A história é boa pois fala de magia, porém um pouco confusa. Porque o filme não tem nada a ver com o mágico de oz... Os cenários, as aventuras e o romance no filme eu gostei muito!
“Oz – Mágico e Poderoso” pode acabar soando muito chato e sem criatividade para quem não conferiu o longa de 1939, ou simplesmente para quem não se recorda muito bem. Algumas coisas podem parecer infantis demais, como as ideias mirabolantes e antiquarias de “Profecias” ou “O Grande Salvador que estávamos esperando...” – Alice... É você... Mesmo com sua fraqueza estrutural e seu nível “Pipoca”, com suas inesperadas “referências” a outros clássicos infantis ou até mesmo à produções recentes, o filme ainda pode ser uma diversão muito boa. Sem sombra de dúvidas, “O Mágico de Oz” de 1939 é um filme obrigatório para que a aventura de Sam Raimi possa transmitir todo o seu potencial e ter valido a pena. Fica a dica.
Oz, Mágico e Poderoso não é um daqueles filminhos, mais também não é aquele filmão. Foi criado um universo maravilhoso, com personagens belos e lições justas, mais parece que nesse primeiro filme não houve essa coesão. James Franco está caricato em seu personagem mais esboça simpatia, Mila Kunis também parece não se preocupar com sua bruxa, Rachel Weisz está boa e Michelle Willians parece não ter entendido seu papel. O roteiro permeiapor uma apresentação clara e objetivo da história, mais só. Os efeitos explodem na tela, mais parece não encantar, talvez tenha sido a falta de magia que lhe faltou. Um filme bom que vale ver só para conhecer. Que venha o dois com uma formula melhor!!!!!
Eu filme bom com uma história interessante mas, em alguns momentos, fica cansativo. Você não perde a atenção sobre a projeção mas quer que o filme termine, entende. As bruxas estão bem legais e as atrizes escolhidas estão perfeitas, e destaco os belíssimos vestidos.
Pelo que eu entendi, o diretor Sam Raimi tentou retratar como o Mágico chegou a terra de Oz, muito antes mesmo de Dorothy. Por isso havia o leão, que ao se assustar com o pó mágico, acho que ficou medroso. Tem referência aos espantalhos nos campos floridos, um deles deve ter criado vida para posteriormente "pedir um cérebro"... só não encontrei menção ao homem de lata. Outra referência interessante e curiosa é que Annie (no circo em preto e branco) diz ao mágico que vai se casar com "Mr. Gale", que é justamente o segundo nome de Dorothy Gale. E pra terminar, faltou o "Over the Rainbow" tradicional...

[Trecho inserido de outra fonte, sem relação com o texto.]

use std::net::SocketAddr;

use roommesh_mesh::{MeshSnapshot, MeshStore};
use tokio::io::AsyncWriteExt;
use tokio::net::{TcpListener, TcpStream};
use tokio::task::JoinHandle;
use tokio_util::sync::CancellationToken;

use crate::endpoint::TransferEndpoint;
use crate::error::TransferError;

/// Listener that streams a store's current blob to every peer that connects.
///
/// The blob sent is whatever the store holds at the moment the connection
/// is accepted.
pub struct TransferServer {
    listener: TcpListener,
    local_addr: SocketAddr,
    store: MeshStore,
}

impl TransferServer {
    /// Bind `addr`. Port 0 picks a fresh ephemeral port. Failing to bind is
    /// the only fatal server error.
    pub async fn bind(addr: SocketAddr, store: MeshStore) -> Result<Self, TransferError> {
        let listener =
            TcpListener::bind(addr).await.map_err(|source| TransferError::Bind { addr, source })?;
        let local_addr =
            listener.local_addr().map_err(|source| TransferError::Bind { addr, source })?;
        log::info!("transfer_server: listen on <{}>", local_addr);
        Ok(Self { listener, local_addr, store })
    }

    pub fn local_addr(&self) -> SocketAddr {
        self.local_addr
    }

    /// Endpoint to announce, reachable at `advertise_host` on the bound port.
    pub fn endpoint(&self, advertise_host: &str) -> TransferEndpoint {
        TransferEndpoint::new(advertise_host, self.local_addr.port())
    }

    /// Serve a single peer, then stop listening. Returns the bytes written.
    pub async fn serve_once(self) -> Result<usize, TransferError> {
        let (stream, peer) = self.listener.accept().await.map_err(|source| TransferError::Io {
            peer: self.local_addr.to_string(),
            source,
        })?;
        drop(self.listener);
        log::info!(
            "transfer_server: one-shot client <{}> connected to <{}>",
            peer,
            self.local_addr
        );
        write_snapshot(stream, peer, self.store.snapshot()).await
    }

    /// Accept and serve peers until `cancel` fires. Every connection runs on
    /// its own task, so a stalled peer never holds up the next accept. A
    /// failed connection is logged and dropped.
    pub async fn serve_repeatedly(self, cancel: CancellationToken) {
        loop {
            tokio::select! {
                _ = cancel.cancelled() => {
                    break;
                }
                accepted = self.listener.accept() => {
                    match accepted {
                        Ok((stream, peer)) => {
                            log::info!(
                                "transfer_server: client <{}> connected to <{}>",
                                peer,
                                self.local_addr
                            );
                            let snapshot = self.store.snapshot();
                            let cancel = cancel.child_token();
                            tokio::spawn(async move {
                                tokio::select! {
                                    _ = cancel.cancelled() => {
                                        log::debug!(
                                            "transfer_server: abandoned transfer to <{}>",
                                            peer
                                        );
                                    }
                                    result = write_snapshot(stream, peer, snapshot) => {
                                        if let Err(err) = result {
                                            log::warn!("transfer_server: {}", err);
                                        }
                                    }
                                }
                            });
                        }
                        Err(err) => {
                            log::warn!(
                                "transfer_server: accept failed on <{}>: {}",
                                self.local_addr,
                                err
                            );
                        }
                    }
                }
            }
        }
        log::info!("transfer_server: stopped listening on <{}>", self.local_addr);
    }

    /// Run [`TransferServer::serve_repeatedly`] on a background task.
    pub fn spawn(self) -> ServerHandle {
        let cancel = CancellationToken::new();
        let local_addr = self.local_addr;
        let task = tokio::spawn(self.serve_repeatedly(cancel.clone()));
        ServerHandle { local_addr, cancel, task }
    }
}

async fn write_snapshot(
    mut stream: TcpStream,
    peer: SocketAddr,
    snapshot: MeshSnapshot,
) -> Result<usize, TransferError> {
    let io_err = |source: std::io::Error| TransferError::Io { peer: peer.to_string(), source };
    stream.write_all(&snapshot.blob).await.map_err(io_err)?;
    stream.flush().await.map_err(io_err)?;
    stream.shutdown().await.map_err(io_err)?;
    log::info!(
        "transfer_server: sent v{} ({} bytes) to <{}>",
        snapshot.version,
        snapshot.blob.len(),
        peer
    );
    Ok(snapshot.blob.len())
}

/// A standing server running in the background.
pub struct ServerHandle {
    local_addr: SocketAddr,
    cancel: CancellationToken,
    task: JoinHandle<()>,
}

impl ServerHandle {
    pub fn local_addr(&self) -> SocketAddr {
        self.local_addr
    }

    pub fn endpoint(&self, advertise_host: &str) -> TransferEndpoint {
        TransferEndpoint::new(advertise_host, self.local_addr.port())
    }

    pub fn is_running(&self) -> bool {
        !self.task.is_finished()
    }

    /// Stop accepting, abandon in-flight connections and wait for the
    /// listener to close.
    pub async fn shutdown(mut self) {
        self.cancel.cancel();
        let _ = (&mut self.task).await;
    }
}

impl Drop for ServerHandle {
    fn drop(&mut self) {
        self.cancel.cancel();
    }
}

Bom... como foi dito acima, faltou mesmo expressão nos personagens e o mágico protagonista deveria mesmo ser interpretado por Johnny Depp.
O filme é inspirado na obra de L. Frank Baum e apresenta referências bem veladas ao clássico “O mágico de Oz” (1939). Nele se conta como o mágico de parque de diversões Oscar Diggs (James Franco) chega na terra encantada de Oz em um balão após fugir de uma briga. O problema é a atuação um tanto quanto preguiçosa de Franco na primeira metade do filme. Seu Oz não consegue ter carisma o suficiente, e passa a impressão de que o ator tentou emular, sem sucesso, os trejeitos de um" Johnny Depp", claro que o papel do Oz-Mágico Poderoso ficaria muito mais interessante se fosse interpretado por Johnny Depp. Somente quando Oz começa a mudar seu jeito egoísta e enganador que Franco parece encontrar o tom certo da atuação. Com tais características, o Oz de Sam Raimi (ou seria o Oz da Disney?) consegue ser um filme infantil digerível para crianças e adultos.